What does that mean for us who love travel? I for one do not want to let fear prohibit me from travelling. I have come up with a list of some common sense tips, inspired by research and my own input. Regardless of age and gender, we all have to be careful out there, wherever we go. These simple guidelines are those I have and will continue to follow in the future; they can definitely work for you too.
– When in doubt about your destination’s safety, do your research. Even some of the most popular travel locales have gone through ups and downs in crimes of all sorts, such as Egypt, Thailand, and the Philippines. A great resource all travelers should use is the U.S. Department of State’s Bureau of Consular Affairs website, which is constantly updated with reports of all major civil or governmental unrest. You can also type in the name of the country you want to learn more about in the “Learn About Your Destination” search engine on the same page; you will get the most up-to-date information on the latest safety and security threats affecting travelers to certain areas, if any. You can also register for updates to be sent to your email address. There are also countless online and print travel guides that provide good information on general and specific dangers facing travelers, depending on when and where they go. My favorites are Lonely Planet, Rough Guides, Let’s Go, and Frommer’s.

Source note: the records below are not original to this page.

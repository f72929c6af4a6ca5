//! Online match tests: two agent-driven peers play through the in-memory
//! broker and must end on the same canonical snapshot.

use std::sync::Arc;
use std::time::Duration;

use rand::SeedableRng;
use rand::rngs::StdRng;

use mazerace_core::config::{Difficulty, MatchConfig};
use mazerace_core::net::messages::PlayerProfile;
use mazerace_core::net::protocol::{Topics, encode_snapshot};
use mazerace_core::player::{PLAYER_ONE, PLAYER_TWO};
use mazerace_core::snapshot::GameSnapshot;
use mazerace_core::test_helpers::contract_trap_invariant_holds;
use mazerace_core::time::now_ms;
use mazerace_game::GameEngine;
use mazerace_game::pathfinding::has_path_to_goal;
use mazerace_sync::{
    Channel, GameSession, Lobby, LocalAgent, MatchAssignment, MemoryBroker, MemoryClient,
    PublishOptions, SessionEnd, spawn_session,
};

const MATCH_DEADLINE: Duration = Duration::from_secs(3600);

fn agent_config() -> MatchConfig {
    MatchConfig {
        poll_interval_ms: 200,
        agent_think_min_ms: 50,
        agent_think_max_ms: 150,
        leave_flush_delay_ms: 10,
        ..MatchConfig::default()
    }
}

fn as_channel(client: &Arc<MemoryClient>) -> Arc<dyn Channel> {
    Arc::clone(client) as Arc<dyn Channel>
}

/// Run both seats to completion and return their final snapshots.
async fn play_out(
    config: &MatchConfig,
    seats: [(Arc<MemoryClient>, MatchAssignment, Difficulty, u64); 2],
) -> (GameSnapshot, GameSnapshot) {
    let mut handles = Vec::new();
    let mut command_senders = Vec::new();
    for (client, assignment, difficulty, seed) in seats {
        let agent = LocalAgent::new(difficulty, config.agent_think_range(), seed);
        let engine = GameEngine::new(config.clone());
        let session = GameSession::new(as_channel(&client), engine, assignment)
            .with_agent(Box::new(agent));
        let (commands, _events, handle) = spawn_session(session);
        command_senders.push(commands);
        handles.push(handle);
    }

    let ends = tokio::time::timeout(MATCH_DEADLINE, futures::future::join_all(handles))
        .await
        .expect("match should finish");
    let mut finals = ends.into_iter().map(|end| match end.unwrap().unwrap() {
        SessionEnd::Finished(snapshot) => snapshot,
        other => panic!("expected a finished match, got {other:?}"),
    });
    let a = finals.next().unwrap();
    let b = finals.next().unwrap();
    (a, b)
}

fn assert_sane_final(snapshot: &GameSnapshot, walls_per_player: u32) {
    assert!(snapshot.is_finished());
    contract_trap_invariant_holds(snapshot, has_path_to_goal);
    let walls_left: u32 = snapshot.players.values().map(|p| p.walls_left).sum();
    assert_eq!(
        walls_left as usize + snapshot.walls.len(),
        2 * walls_per_player as usize
    );
}

// Two searchers pair up through the lobby and play a full match
#[tokio::test(start_paused = true)]
async fn matched_agents_converge_on_final_snapshot() {
    let config = agent_config();
    let broker = MemoryBroker::new();
    let (ca, cb) = (Arc::new(broker.connect()), Arc::new(broker.connect()));
    let lobby_a = Lobby::new(as_channel(&ca), GameEngine::new(config.clone()));
    let lobby_b = Lobby::new(as_channel(&cb), GameEngine::new(config.clone()));
    let (mut rng_a, mut rng_b) = (StdRng::seed_from_u64(11), StdRng::seed_from_u64(12));

    let (ra, rb) = tokio::join!(
        lobby_a.find_match(
            PlayerProfile {
                name: "Ada".to_string(),
                walls_left: config.walls_per_player,
            },
            &mut rng_a
        ),
        lobby_b.find_match(
            PlayerProfile {
                name: "Bea".to_string(),
                walls_left: config.walls_per_player,
            },
            &mut rng_b
        )
    );
    let (ra, rb) = (ra.unwrap(), rb.unwrap());
    assert_eq!(ra.game_id, rb.game_id);

    let (a, b) = play_out(
        &config,
        [
            (ca, ra, Difficulty::Hard, 1),
            (cb, rb, Difficulty::Medium, 2),
        ],
    )
    .await;
    assert_eq!(a, b, "peers must agree on the final snapshot");
    assert!(a.winner.is_some());
    assert_sane_final(&a, config.walls_per_player);
}

// A created game is joined by id, then played out
#[tokio::test(start_paused = true)]
async fn created_game_is_joined_and_played() {
    let config = MatchConfig {
        walls_per_player: 6,
        ..agent_config()
    };
    let broker = MemoryBroker::new();
    let (host_client, guest_client) = (Arc::new(broker.connect()), Arc::new(broker.connect()));
    let host = Lobby::new(as_channel(&host_client), GameEngine::new(config.clone()));
    let guest = Lobby::new(as_channel(&guest_client), GameEngine::new(config.clone()));
    let mut rng = StdRng::seed_from_u64(3);

    let created = host.create_game("Host", &mut rng).await.unwrap();
    let (seated, joined) = tokio::join!(host.await_joiner(&created.game_id), async {
        tokio::time::sleep(Duration::from_millis(100)).await;
        guest.join_game(&created.game_id, "Guest").await
    });
    let (seated, joined) = (seated.unwrap(), joined.unwrap());
    assert_eq!(seated.snapshot, joined.snapshot);

    let (a, b) = play_out(
        &config,
        [
            (host_client, seated, Difficulty::Medium, 5),
            (guest_client, joined, Difficulty::Easy, 6),
        ],
    )
    .await;
    assert_eq!(a, b);
    assert_sane_final(&a, 6);
}

// A peer that loses every push still converges through polling
#[tokio::test(start_paused = true)]
async fn lossy_peer_converges_by_polling() {
    let config = agent_config();
    let broker = MemoryBroker::new();
    let (ca, cb) = (Arc::new(broker.connect()), Arc::new(broker.connect()));
    cb.set_push_loss(true);

    let engine = GameEngine::new(config.clone());
    let mut rng = StdRng::seed_from_u64(21);
    let start = engine.new_match("Ada", "Bea", &mut rng, now_ms());
    let topic = Topics::new(config.topic_prefix.clone()).game_state("lossy");
    let payload = encode_snapshot(&start).unwrap();
    ca.publish(&topic, payload, PublishOptions::RETAINED)
        .await
        .unwrap();

    let seat = |local_player_id| MatchAssignment {
        game_id: "lossy".to_string(),
        local_player_id,
        snapshot: start.clone(),
    };
    let (a, b) = play_out(
        &config,
        [
            (ca, seat(PLAYER_ONE), Difficulty::Medium, 7),
            (cb, seat(PLAYER_TWO), Difficulty::Medium, 8),
        ],
    )
    .await;
    assert_eq!(a, b);
    assert_sane_final(&a, config.walls_per_player);
}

– The buddy system works; don’t knock it! I love exploring places on my own or with one or two people, but there are places I will definitely go to as part of a larger group, if I can. Wandering off in an unknown place is not advisable. Bring a cell phone with you, and use it discreetly to connect with those you might get separated from; you can rent phones or unlock your phone and bring it with you when travelling internationally. If you are staying at a good hotel and trust the staff, stay connected to them just in case any emergencies arise.
– Travel safety gadgets will give you some peace of mind. There so many items out there, so it is completely up to the consumer; when it comes to preventing serious crimes in dubious locations, you might want to consider a door jammer for your hotel/motel door, and other portable alarms you can carry with you on the road. Corporate Travel Safety‘s website sells a Motion Sensor Alarm & Personal Alarm, which includes an ear-splitting, 100 decibel alarm and a motion detector you can carry with you at all times. I definitely think its worth the investment.
– Avoid large, chaotic crowds, whenever possible. You can lose your way and/or your fellow travelling companions, as well as your wallets, purses, and bags. Unruly groups of people can also gang up on solo travelers, if they can isolate them from others. If you are to go to a public area to shop or view an outdoor event, I suggest finding out from your hotel, tourist office, and/or locals when and where to go, when to leave. Getting advice from well-informed, knowledgeable locals will definitely help us avoid threats to our personal safety.
– When in doubt, don’t go out! If you are warned to avoid outdoor excursions at certain times of the day or night, or your instincts tell you to stay away, please listen. If you need to shorten your vacation to preserve personal safety, then do so; prior to travelling, it would be good to check travel insurance policies that may help make the procedure easier, if there is a possibility of early cancellation. Let your family and friends know your travel details, and when travelling abroad, make sure you keep your country’s consulate/embassy contact information handy.
With some planning ahead of time, we can reduce the probability of becoming victims of crime during our vacations. Stay safe everyone!